→ **What is being asked**
Nothing is needed except the lines below that run from the one with "workers: usize) ->" through the one with "for worker in", repeated exactly.

---*---

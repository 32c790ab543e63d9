//! Batch runner: a fixed pool of worker threads analyzing one file per job.
//!
//! ```text
//!              ┌────────── job queue (mpsc, Arc<Mutex<Receiver>>) ─────────┐
//! dispatcher ──┤                                                           ├── worker × jobs
//!              └───────────────────── outcome channel ◀────────────────────┘
//! ```
//!
//! Each job owns its input text, its RNG seed, and its result. Workers share
//! nothing but the queue. A failing or panicking job produces a
//! [`FileOutcome`] with an error; the rest of the batch keeps going.

use std::any::Any;
use std::fs;
use std::panic::{self, AssertUnwindSafe};
use std::path::{Path, PathBuf};
use std::sync::mpsc;
use std::sync::{Arc, Mutex};
use std::thread;
use std::time::Instant;

use anyhow::{Context, Result};
use nullnet_metrics::{AnalysisConfig, AnalysisError, ResultRecord, analyze};
use serde::Serialize;
use tracing::{debug, error, info, warn};

use crate::report::{ReportFormat, write_report};

/// One unit of work: analyze `input` and write its report.
#[derive(Debug, Clone)]
pub struct Job {
    pub file_name: String,
    pub input: PathBuf,
    pub seed: u64,
}

/// Settings shared read-only by every worker.
#[derive(Debug, Clone)]
pub struct BatchSettings {
    pub analysis: AnalysisConfig,
    pub output_dir: PathBuf,
    pub report_format: ReportFormat,
}

/// What happened to one input file.
#[derive(Debug, Clone, Serialize)]
pub struct FileOutcome {
    pub file_name: String,
    pub seed: u64,
    pub elapsed_ms: u64,
    #[serde(flatten)]
    pub result: OutcomeResult,
}

#[derive(Debug, Clone, Serialize)]
#[serde(tag = "outcome", rename_all = "snake_case")]
pub enum OutcomeResult {
    Written {
        report: PathBuf,
        record: ResultRecord,
    },
    Failed {
        message: String,
        #[serde(skip_serializing_if = "Option::is_none")]
        code: Option<&'static str>,
    },
}

impl FileOutcome {
    pub const fn is_failure(&self) -> bool {
        matches!(self.result, OutcomeResult::Failed { .. })
    }
}

/// Per-file seed: `base` mixed with the BLAKE3 hash of the file name, so a
/// file's seed does not depend on which worker picks it up or in what order.
pub fn derive_seed(base: u64, file_name: &str) -> u64 {
    let hash = blake3::hash(file_name.as_bytes());
    let mut bytes = [0u8; 8];
    bytes.copy_from_slice(&hash.as_bytes()[..8]);
    base ^ u64::from_le_bytes(bytes)
}

/// Regular, non-hidden files directly inside `dir`, sorted by name.
pub fn list_inputs(dir: &Path) -> Result<Vec<(String, PathBuf)>> {
    let entries =
        fs::read_dir(dir).with_context(|| format!("Failed to read directory {}", dir.display()))?;

    let mut inputs = Vec::new();
    for entry in entries {
        let entry = entry.with_context(|| format!("Failed to list {}", dir.display()))?;
        let path = entry.path();
        if !path.is_file() {
            continue;
        }
        let Some(name) = entry.file_name().to_str().map(str::to_string) else {
            warn!(path = %path.display(), "skipping file with non-UTF-8 name");
            continue;
        };
        if name.starts_with('.') {
            continue;
        }
        inputs.push((name, path));
    }
    inputs.sort_by(|a, b| a.0.cmp(&b.0));
    Ok(inputs)
}

#[allow(clippy::cast_possible_truncation)]
fn elapsed_ms(started: Instant) -> u64 {
    started.elapsed().as_millis() as u64
}

enum JobError {
    Analysis(AnalysisError),
    Io(anyhow::Error),
}

fn process(job: &Job, settings: &BatchSettings) -> Result<(PathBuf, ResultRecord), JobError> {
    let text = fs::read_to_string(&job.input)
        .with_context(|| format!("Failed to read {}", job.input.display()))
        .map_err(JobError::Io)?;
    let record = analyze(&job.file_name, &text, &settings.analysis, job.seed)
        .map_err(JobError::Analysis)?;
    let report = write_report(
        &settings.output_dir,
        &record,
        settings.report_format,
        settings.analysis.top_k,
    )
    .map_err(JobError::Io)?;
    Ok((report, record))
}

fn outcome_of(job: &Job, settings: &BatchSettings) -> OutcomeResult {
    match process(job, settings) {
        Ok((report, record)) => {
            info!(file = %job.file_name, report = %report.display(), "report written");
            OutcomeResult::Written { report, record }
        }
        Err(JobError::Analysis(err)) => {
            warn!(file = %job.file_name, code = err.code(), error = %err, "analysis failed");
            OutcomeResult::Failed {
                message: err.to_string(),
                code: Some(err.code()),
            }
        }
        Err(JobError::Io(err)) => {
            let message = format!("{err:#}");
            warn!(file = %job.file_name, error = %message, "file failed");
            OutcomeResult::Failed {
                message,
                code: None,
            }
        }
    }
}

/// Run `work`, turning a panic into a failed outcome for `file_name`.
fn guarded(file_name: &str, work: impl FnOnce() -> OutcomeResult) -> OutcomeResult {
    panic::catch_unwind(AssertUnwindSafe(work)).unwrap_or_else(|payload| {
        let message = format!("worker panicked: {}", panic_message(payload.as_ref()));
        error!(file = %file_name, error = %message, "file failed");
        OutcomeResult::Failed {
            message,
            code: None,
        }
    })
}

fn panic_message(payload: &(dyn Any + Send)) -> &str {
    payload
        .downcast_ref::<&str>()
        .copied()
        .or_else(|| payload.downcast_ref::<String>().map(String::as_str))
        .unwrap_or("unknown panic payload")
}

fn run_job(job: Job, settings: &BatchSettings) -> FileOutcome {
    let started = Instant::now();
    let result = guarded(&job.file_name, || outcome_of(&job, settings));

    FileOutcome {
        file_name: job.file_name,
        seed: job.seed,
        elapsed_ms: elapsed_ms(started),
        result,
    }
}

/// Run every job on a pool of `workers` threads and return the outcomes
/// sorted by file name.
pub fn run_batch(jobs: Vec<Job>, settings: &BatchSettings, workers: usize) -> Vec<FileOutcome> {
    let total = jobs.len();
    let workers = workers.clamp(1, total.max(1));
    debug!(total, workers, "starting batch");

    let (job_tx, job_rx) = mpsc::channel::<Job>();
    let job_rx = Arc::new(Mutex::new(job_rx));
    let (outcome_tx, outcome_rx) = mpsc::channel::<FileOutcome>();

    let mut outcomes = thread::scope(|scope| {
        for worker in 0..workers {
            let job_rx = Arc::clone(&job_rx);
            let outcome_tx = outcome_tx.clone();
            scope.spawn(move || {
                loop {
                    // Hold the lock only while taking the next job.
                    let next = match job_rx.lock() {
                        Ok(guard) => guard.recv(),
                        Err(_) => break,
                    };
                    let Ok(job) = next else {
                        break;
                    };
                    debug!(worker, file = %job.file_name, "picked up job");
                    if outcome_tx.send(run_job(job, settings)).is_err() {
                        break;
                    }
                }
            });
        }
        drop(outcome_tx);

        for job in jobs {
            if job_tx.send(job).is_err() {
                break;
            }
        }
        drop(job_tx);

        outcome_rx.iter().collect::<Vec<_>>()
    });

    outcomes.sort_by(|a, b| a.file_name.cmp(&b.file_name));
    outcomes
}

#[cfg(test)]
mod tests {
    use super::*;
    use tempfile::TempDir;

    fn settings(output_dir: &Path) -> BatchSettings {
        BatchSettings {
            analysis: AnalysisConfig {
                sample_count: 3,
                top_k: 2,
            },
            output_dir: output_dir.to_path_buf(),
            report_format: ReportFormat::Text,
        }
    }

    #[test]
    fn derive_seed_depends_on_name_and_base() {
        assert_eq!(derive_seed(1, "a.txt"), derive_seed(1, "a.txt"));
        assert_ne!(derive_seed(1, "a.txt"), derive_seed(1, "b.txt"));
        assert_ne!(derive_seed(1, "a.txt"), derive_seed(2, "a.txt"));
    }

    #[test]
    fn list_inputs_skips_hidden_files_and_dirs() {
        let dir = TempDir::new().expect("tempdir");
        fs::write(dir.path().join("b.txt"), "A B\n").expect("write");
        fs::write(dir.path().join("a.txt"), "A B\n").expect("write");
        fs::write(dir.path().join(".hidden"), "A B\n").expect("write");
        fs::create_dir(dir.path().join("sub")).expect("mkdir");

        let names: Vec<String> = list_inputs(dir.path())
            .expect("list")
            .into_iter()
            .map(|(name, _)| name)
            .collect();
        assert_eq!(names, ["a.txt", "b.txt"]);
    }

    #[test]
    fn failures_do_not_stop_the_batch() {
        let input = TempDir::new().expect("tempdir");
        let output = TempDir::new().expect("tempdir");
        let files = [
            ("good.txt", "A B\nB C\nC D\n"),
            ("bad.txt", "A B C\n"),
            ("loop.txt", "A A\n"),
            ("tri.txt", "A B\nB C\nC A\n"),
        ];
        let jobs: Vec<Job> = files
            .iter()
            .map(|(name, text)| {
                let path = input.path().join(name);
                fs::write(&path, text).expect("write");
                Job {
                    file_name: (*name).to_string(),
                    input: path,
                    seed: derive_seed(7, name),
                }
            })
            .collect();

        let outcomes = run_batch(jobs, &settings(output.path()), 3);
        let names: Vec<&str> = outcomes.iter().map(|o| o.file_name.as_str()).collect();
        assert_eq!(names, ["bad.txt", "good.txt", "loop.txt", "tri.txt"]);

        let failed: Vec<&str> = outcomes
            .iter()
            .filter(|o| o.is_failure())
            .map(|o| o.file_name.as_str())
            .collect();
        assert_eq!(failed, ["bad.txt", "loop.txt"]);

        assert!(output.path().join("good.txt").is_file());
        assert!(output.path().join("tri.txt").is_file());
        assert!(!output.path().join("bad.txt").exists());
    }

    #[test]
    fn missing_input_is_reported_as_failure() {
        let output = TempDir::new().expect("tempdir");
        let job = Job {
            file_name: "gone.txt".to_string(),
            input: output.path().join("does-not-exist"),
            seed: 0,
        };
        let outcomes = run_batch(vec![job], &settings(output.path()), 4);
        assert_eq!(outcomes.len(), 1);
        match &outcomes[0].result {
            OutcomeResult::Failed { message, code } => {
                assert!(message.contains("Failed to read"));
                assert!(code.is_none());
            }
            OutcomeResult::Written { .. } => panic!("expected failure"),
        }
    }

    #[test]
    fn panicking_job_becomes_a_failed_outcome() {
        let outcome = guarded("boom.txt", || panic!("metric blew up"));
        match outcome {
            OutcomeResult::Failed { message, code } => {
                assert_eq!(message, "worker panicked: metric blew up");
                assert!(code.is_none());
            }
            OutcomeResult::Written { .. } => panic!("expected failure"),
        }

        let owned = guarded("boom.txt", || panic!("{} nodes", 3));
        assert!(matches!(
            owned,
            OutcomeResult::Failed { ref message, .. } if message == "worker panicked: 3 nodes"
        ));
    }

    #[test]
    fn results_do_not_depend_on_worker_count() {
        let input = TempDir::new().expect("tempdir");
        let out_one = TempDir::new().expect("tempdir");
        let out_many = TempDir::new().expect("tempdir");
        let texts = ["A B\nB C\nC D\nD A\nA C\n", "X Y\nY Z\nZ W\nW V\nV X\n"];

        let make_jobs = || -> Vec<Job> {
            texts
                .iter()
                .enumerate()
                .map(|(i, text)| {
                    let name = format!("g{i}.txt");
                    let path = input.path().join(&name);
                    fs::write(&path, text).expect("write");
                    Job {
                        seed: derive_seed(42, &name),
                        file_name: name,
                        input: path,
                    }
                })
                .collect()
        };

        let one = run_batch(make_jobs(), &settings(out_one.path()), 1);
        let many = run_batch(make_jobs(), &settings(out_many.path()), 4);
        for (a, b) in one.iter().zip(&many) {
            match (&a.result, &b.result) {
                (
                    OutcomeResult::Written { record: ra, .. },
                    OutcomeResult::Written { record: rb, .. },
                ) => assert_eq!(ra, rb),
                _ => panic!("both runs should succeed"),
            }
        }
    }
}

---*---

→ **Answer below**
pub fn run_batch(jobs: Vec<Job>, settings: &BatchSettings, workers: usize) -> Vec<FileOutcome> {
    let total = jobs.len();
    let workers = workers.clamp(1, total.max(1));
    debug!(total, workers, "starting batch");

    let (job_tx, job_rx) = mpsc::channel::<Job>();
    let job_rx = Arc::new(Mutex::new(job_rx));
    let (outcome_tx, outcome_rx) = mpsc::channel::<FileOutcome>();

    let mut outcomes = thread::scope(|scope| {
        for worker in 0..workers {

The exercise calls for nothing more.